I eat pretty darn healthy I feel, but I am not going to even post what it is, already did in my introduction....

I am 5'10", fair shape, but I am looking to gain muscle mass and gain strength. I need a really really good diet to help me do this.

Right now my workout program is as follows:

Monday - Tri's, Chest, and Calves. Three different exercises, three sets of 10-15 reps per muscle group.
Tuesday - Same for Back, Quads, and Biceps.
Wed - Rest/Cardio
Thursday - Delts, Abs, Glutes
Friday - Quads, Back, Tri's

I do a 45 min to 1 hr workout per time.

What diet would you recommend?


----------



## Rory (Sep 5, 2013)

Bodyfat %, current and goal weight?


----------



## joh9356 (Sep 6, 2013)

Good call Rory, I need to post that here too.

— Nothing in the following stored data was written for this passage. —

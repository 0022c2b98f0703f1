// external.rs — ExternalRequestValidator: is this request plausibly genuine?
//
// Operations arrive from an agent process we do not fully trust. Before any
// policy logic runs, the request itself is checked for signs of forgery or
// corruption. Each failed check adds a weight to a risk score; the request
// is rejected when the score reaches 0.5.
//
//   check                     weight
//   session token format       0.3
//   user identifier charset    0.3
//   MCP server allowlist       0.5
//   command well-formedness    0.6
//   timestamp skew             0.5

use std::collections::BTreeSet;

use chrono::{DateTime, Duration as ChronoDuration, Utc};
use regex::Regex;
use serde::{Deserialize, Serialize};

use tg_policy::{Operation, OperationType};

use crate::error::GuardError;

const SESSION_WEIGHT: f64 = 0.3;
const USER_WEIGHT: f64 = 0.3;
const SOURCE_WEIGHT: f64 = 0.5;
const COMMAND_WEIGHT: f64 = 0.6;
const TIMESTAMP_WEIGHT: f64 = 0.5;

/// Score at or above which a request is rejected.
pub const REJECT_THRESHOLD: f64 = 0.5;

/// Limits for the external-request checks.
#[derive(Debug, Clone, Serialize, Deserialize, PartialEq)]
#[serde(default)]
pub struct ValidatorConfig {
    /// Commands (with args) must be strictly shorter than this.
    pub max_command_length: usize,
    pub max_future_skew_secs: i64,
    pub max_staleness_secs: i64,
    /// External-service ids MCP operations may target.
    pub known_mcp_servers: BTreeSet<String>,
}

impl Default for ValidatorConfig {
    fn default() -> Self {
        Self {
            max_command_length: 10_000,
            max_future_skew_secs: 60,
            max_staleness_secs: 300,
            known_mcp_servers: [
                "github",
                "gitlab",
                "filesystem",
                "supabase",
                "vercel",
                "stripe",
                "linear",
                "slack",
                "notion",
                "sentry",
                "postgres",
                "playwright",
            ]
            .iter()
            .map(|s| s.to_string())
            .collect(),
        }
    }
}

/// One failed check.
#[derive(Debug, Clone, Serialize, PartialEq)]
pub struct ValidationFailure {
    pub check: &'static str,
    pub weight: f64,
    pub detail: String,
}

/// Result of validating one request.
#[derive(Debug, Clone, Default, Serialize, PartialEq)]
pub struct RequestValidation {
    pub failures: Vec<ValidationFailure>,
    /// Sum of failure weights, capped at 1.0.
    pub risk_score: f64,
    pub is_valid: bool,
}

impl RequestValidation {
    pub fn summary(&self) -> String {
        self.failures
            .iter()
            .map(|f| format!("{}: {}", f.check, f.detail))
            .collect::<Vec<_>>()
            .join("; ")
    }
}

pub struct ExternalRequestValidator {
    config: ValidatorConfig,
    session_token: Regex,
    user_id: Regex,
}

impl ExternalRequestValidator {
    pub fn new(config: ValidatorConfig) -> Result<Self, GuardError> {
        Ok(Self {
            config,
            session_token: Regex::new(r"^[A-Za-z0-9][A-Za-z0-9._:-]{2,127}$")?,
            user_id: Regex::new(r"^[A-Za-z0-9][A-Za-z0-9._@+-]{0,63}$")?,
        })
    }

    pub fn config(&self) -> &ValidatorConfig {
        &self.config
    }

    /// Validate against the current time.
    pub fn validate(&self, op: &Operation) -> RequestValidation {
        self.validate_at(op, Utc::now())
    }

    pub fn validate_at(&self, op: &Operation, now: DateTime<Utc>) -> RequestValidation {
        let mut failures = Vec::new();
        let mut fail = |check: &'static str, weight: f64, detail: String| {
            failures.push(ValidationFailure {
                check,
                weight,
                detail,
            })
        };

        let session = &op.context.session_id;
        if !self.session_token.is_match(session) {
            fail(
                "session",
                SESSION_WEIGHT,
                if session.is_empty() {
                    "missing session id".to_string()
                } else {
                    "malformed session id".to_string()
                },
            );
        }

        let user = &op.context.user;
        if !self.user_id.is_match(user) {
            fail(
                "user",
                USER_WEIGHT,
                if user.is_empty() {
                    "missing user".to_string()
                } else {
                    format!("user '{}' contains disallowed characters", printable(user))
                },
            );
        }

        if op.op_type == OperationType::Mcp || op.context.mcp_server.is_some() {
            match op.context.mcp_server.as_deref() {
                None => fail("source", SOURCE_WEIGHT, "MCP operation without a server".to_string()),
                Some(server) if !self.config.known_mcp_servers.contains(&server.to_lowercase()) => {
                    fail(
                        "source",
                        SOURCE_WEIGHT,
                        format!("unknown MCP server '{}'", printable(server)),
                    )
                }
                Some(_) => {}
            }
        }

        if let Some(problem) = self.command_problem(op) {
            fail("command", COMMAND_WEIGHT, problem);
        }

        let future = ChronoDuration::seconds(self.config.max_future_skew_secs);
        let stale = ChronoDuration::seconds(self.config.max_staleness_secs);
        if op.timestamp > now + future {
            fail(
                "timestamp",
                TIMESTAMP_WEIGHT,
                format!("timestamp {} is in the future", op.timestamp.to_rfc3339()),
            );
        } else if op.timestamp < now - stale {
            fail(
                "timestamp",
                TIMESTAMP_WEIGHT,
                format!("timestamp {} is stale", op.timestamp.to_rfc3339()),
            );
        }

        let risk_score = failures.iter().map(|f| f.weight).sum::<f64>().min(1.0);
        RequestValidation {
            is_valid: risk_score < REJECT_THRESHOLD,
            risk_score,
            failures,
        }
    }

    fn command_problem(&self, op: &Operation) -> Option<String> {
        if op.command.trim().is_empty() {
            return Some("empty command".to_string());
        }
        let length: usize =
            op.command.chars().count() + op.args.iter().map(|a| a.chars().count() + 1).sum::<usize>();
        if length >= self.config.max_command_length {
            return Some(format!(
                "command is {} chars (limit {})",
                length, self.config.max_command_length
            ));
        }
        let has_control = std::iter::once(&op.command)
            .chain(op.args.iter())
            .any(|s| s.chars().any(|c| c.is_control() && c != '\t'));
        if has_control {
            return Some("command contains control characters".to_string());
        }
        None
    }
}

/// Escape control characters for safe inclusion in a reason string.
fn printable(s: &str) -> String {
    s.chars().take(64).flat_map(char::escape_debug).collect()
}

Bodyfat is Currently 15.1%
Weight is 165lbs 
Height is 5'10"
Goal: Not sure....just want to gain mass and strength.


----------



## Rory (Sep 6, 2013)

You have a long way too go by those numbers. I think you need to get some more education on your diet tho for one and understanding of what you put into your body. 

I personally like John Meadows diet principals. http://www.anasci.org/vB/john-mountaindog-meadows/32566-moutain-dog-diet-guiding-principles.html

The link has sample plans of the type of food you need and then work on the amounts and what not based on goals.


----------



## Enigmatic707 (Sep 6, 2013)

3 sets per body part? That's how you wrote but I really hope that's not what you mean- ???


----------



## Ironbuilt (Sep 6, 2013)

Hey hes askin advice not a grilling...  make blowtorch trout once a day...


----------



## Rory (Sep 6, 2013)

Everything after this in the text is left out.